Life was good at first. Joe got a great construction job and made good money. Then Joe got in a car accident and suffered lasting mobility problems. He lost his job, and while Jane went to work, the combination of medical bills and reduced income meant the family was often deciding between paying bills and having enough food to eat.
“They come to the pantry each month and get some food to help them make it through,” a pantry volunteer says. “They just need a little help making ends meet. They are so appreciative. Joe always gives us big hugs every time he’s here. That’s all the payment we need.”
Tough Times Conquered
FACT: 1 in 5 children in our community are missing meals not by choice
Mike’s story is a familiar one to food pantry organizers. For all of his adult life, he’d had a good job and a sense of financial security. He had a nice house, and food was certainly the last thing he ever thought he’d be without. Then his employer “downsized,” and Mike’s job was gone.
He kept up for a little while, but little by little the money went away. He tried to find other employment, but times were tough and jobs were scarce. He fell behind on his rent, and bills began to stack up. He and his son began to skip meals, and by the time this proud man reached out for help, they had gone without anything to eat for two days.
Since that time, Mike has found employment again. “It was just a tough little stretch for him and it feels good that we were able to help him through it,” says one of the volunteers.
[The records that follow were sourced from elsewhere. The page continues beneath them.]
//! # Line Input
//!
//! YAML front end for the parser: a `LineInput` document names the
//! species, the optional harmonic-span layout, the parser options, and
//! the notes of the line. `into_parts` converts it into the note arena,
//! context, and configuration the core consumes.
//!
//! ## Related Modules
//! - `note`, `context`, `config` - The core types this deserializes into
//! - `error` - Input failures

use serde::Deserialize;

use crate::config::{LineType, ParserConfig, Species};
use crate::context::{HarmonicSpans, LineContext, Triad};
use crate::error::CantusError;
use crate::note::{Csd, Direction, Note, TieRole};

fn default_true() -> bool {
    true
}

fn default_beat() -> f64 {
    1.0
}

/// One note of the input line.
#[derive(Debug, Clone, Deserialize)]
pub struct NoteInput {
    /// Continuous scale degree value (0 = tonic, continuous across
    /// octaves).
    pub value: i32,
    #[serde(default)]
    pub direction: Direction,
    /// Chromatic pitch in semitones from the tonic.
    pub pitch: i32,
    pub measure: usize,
    #[serde(default = "default_beat")]
    pub beat: f64,
    pub offset: f64,
    #[serde(default)]
    pub tie: TieRole,
}

/// Harmonic span layout for the harmonic species.
#[derive(Debug, Clone, Deserialize)]
pub struct SpanInput {
    #[serde(default)]
    pub predominant: Option<f64>,
    pub dominant: f64,
    pub closing_tonic: f64,
}

/// Referent triads as degree-class lists. Any omitted triad keeps its
/// diatonic default.
#[derive(Debug, Clone, Default, Deserialize)]
pub struct TriadInput {
    #[serde(default)]
    pub tonic: Option<Vec<i32>>,
    #[serde(default)]
    pub predominant: Option<Vec<i32>>,
    #[serde(default)]
    pub dominant: Option<Vec<i32>>,
}

/// A local harmony taking effect at `offset`, for third/fifth species.
#[derive(Debug, Clone, Deserialize)]
pub struct LocalHarmonyInput {
    pub offset: f64,
    pub degrees: Vec<i32>,
}

/// A full line document.
#[derive(Debug, Deserialize)]
#[serde(deny_unknown_fields)]
pub struct LineInput {
    pub species: Species,
    #[serde(default)]
    pub harmonic_species: bool,
    #[serde(default)]
    pub spans: Option<SpanInput>,
    #[serde(default)]
    pub triads: TriadInput,
    /// Per-offset local harmonies for third/fifth species; each entry is in
    /// effect from its offset until the next.
    #[serde(default)]
    pub local_harmonies: Vec<LocalHarmonyInput>,
    /// Restrict parsing to these line types; all three when absent.
    #[serde(default)]
    pub line_types: Option<Vec<LineType>>,
    pub notes: Vec<NoteInput>,
    #[serde(default = "default_true")]
    pub select_preferred_parses: bool,
    #[serde(default = "default_true")]
    pub get_structural_levels: bool,
    #[serde(default)]
    pub local_neighbors_only: bool,
    #[serde(default = "default_true")]
    pub extend_local_arcs: bool,
    #[serde(default = "default_true")]
    pub add_local_repetitions: bool,
    #[serde(default)]
    pub integrate_final_neighbor: bool,
}

impl LineInput {
    pub fn from_yaml(source: &str) -> Result<Self, CantusError> {
        let input: LineInput = serde_yaml::from_str(source)?;
        if input.notes.is_empty() {
            return Err(CantusError::Note {
                index: 0,
                message: "the line has no notes".into(),
            });
        }
        if input.harmonic_species && input.spans.is_none() {
            return Err(CantusError::Note {
                index: 0,
                message: "harmonic species requires a span layout".into(),
            });
        }
        Ok(input)
    }

    /// Split the document into the pieces the parser consumes.
    pub fn into_parts(self) -> (Vec<Note>, LineContext, ParserConfig, Vec<LineType>) {
        let notes = self
            .notes
            .iter()
            .enumerate()
            .map(|(index, n)| {
                let mut note = Note::new(
                    index,
                    Csd::new(n.value, n.direction),
                    n.pitch,
                    n.measure,
                    n.beat,
                    n.offset,
                );
                note.tie = n.tie;
                note
            })
            .collect();
        let mut context = LineContext::monotriadic();
        if let Some(degrees) = self.triads.tonic {
            context.tonic_triad = Triad::new(degrees);
        }
        if let Some(degrees) = self.triads.predominant {
            context.predominant_triad = Triad::new(degrees);
        }
        if let Some(degrees) = self.triads.dominant {
            context.dominant_triad = Triad::new(degrees);
        }
        if let Some(spans) = self.spans {
            context.harmonic_spans = Some(HarmonicSpans {
                offset_predominant: spans.predominant,
                offset_dominant: spans.dominant,
                offset_closing_tonic: spans.closing_tonic,
            });
        }
        let mut local_harmonies: Vec<(f64, Triad)> = self
            .local_harmonies
            .into_iter()
            .map(|h| (h.offset, Triad::new(h.degrees)))
            .collect();
        local_harmonies.sort_by(|a, b| a.0.total_cmp(&b.0));
        context.local_harmonies = local_harmonies;
        let config = ParserConfig {
            species: self.species,
            harmonic_species: self.harmonic_species,
            select_preferred_parses: self.select_preferred_parses,
            get_structural_levels: self.get_structural_levels,
            local_neighbors_only: self.local_neighbors_only,
            extend_local_arcs: self.extend_local_arcs,
            add_local_repetitions: self.add_local_repetitions,
            integrate_final_neighbor: self.integrate_final_neighbor,
        };
        let line_types = self
            .line_types
            .unwrap_or_else(|| vec![LineType::Primary, LineType::Bass, LineType::Generic]);
        (notes, context, config, line_types)
    }
}

#[cfg(test)]
mod tests {
    use super::*;

    #[test]
    fn test_minimal_document() {
        let source = "\
species: first
notes:
  - { value: 2, pitch: 4, measure: 1, offset: 0.0 }
  - { value: 1, pitch: 2, measure: 2, offset: 1.0 }
  - { value: 0, pitch: 0, measure: 3, offset: 2.0 }
";
        let input = LineInput::from_yaml(source).expect("valid document");
        let (notes, _context, config, line_types) = input.into_parts();
        assert_eq!(notes.len(), 3);
        assert_eq!(notes[2].csd.value, 0);
        assert_eq!(config.species, Species::First);
        assert_eq!(line_types.len(), 3);
    }

    #[test]
    fn test_empty_line_rejected() {
        let source = "species: first\nnotes: []\n";
        assert!(LineInput::from_yaml(source).is_err());
    }

    #[test]
    fn test_harmonic_species_requires_spans() {
        let source = "\
species: first
harmonic_species: true
notes:
  - { value: 0, pitch: 0, measure: 1, offset: 0.0 }
";
        assert!(LineInput::from_yaml(source).is_err());
    }

    #[test]
    fn test_local_harmonies_sorted_and_applied() {
        let source = "\
species: third
local_harmonies:
  - { offset: 4.0, degrees: [4, 6, 1] }
  - { offset: 0.0, degrees: [0, 2, 4] }
notes:
  - { value: 0, pitch: 0, measure: 1, offset: 0.0 }
  - { value: 1, pitch: 2, measure: 2, offset: 4.0 }
";
        let input = LineInput::from_yaml(source).expect("valid document");
        let (_, context, _, _) = input.into_parts();
        assert_eq!(context.local_harmonies.len(), 2);
        assert!(context.local_harmonies[0].0 < context.local_harmonies[1].0);
        assert!(context.local_harmony_at(5.0).contains_degree(6));
    }

    #[test]
    fn test_span_layout_parses() {
        let source = "\
species: first
harmonic_species: true
spans: { dominant: 6.0, closing_tonic: 7.0 }
line_types: [bass]
notes:
  - { value: 0, pitch: 0, measure: 1, offset: 0.0 }
  - { value: 4, pitch: 7, measure: 2, offset: 6.0 }
  - { value: 0, pitch: 0, measure: 3, offset: 7.0 }
";
        let input = LineInput::from_yaml(source).expect("valid document");
        let (_, context, _, line_types) = input.into_parts();
        assert!(context.harmonic_spans.is_some());
        assert_eq!(line_types, vec![LineType::Bass]);
    }
}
FACT: 1 in 8 adults are missing meals not by choice
Connie thought she had done everything right. After high school she joined the Army, worked hard to get her college degree, and married a handsome young officer that was the love of her life. When she learned she was pregnant, it seemed to be the cherry on top of the beautiful cake that was her life.
But when the child was born with a debilitating brain syndrome, she found that the man of her dreams couldn’t handle the day-to-day issues that came with a special-needs child. He left and wasn’t particularly interested in giving her much assistance. A short time later Connie found a lump on her breast and was told she had Stage 3 breast cancer. Medical bills and lost work time mounted.
With a close group of friends and family to support her, she has been able literally to “soldier on.” Among those friends are the folks from her local pantry who have developed a relationship with her and coordinate deliveries of much- needed food for her and her kids. “Connie is still suffering, but she is so thankful for everything we do,” a volunteer says.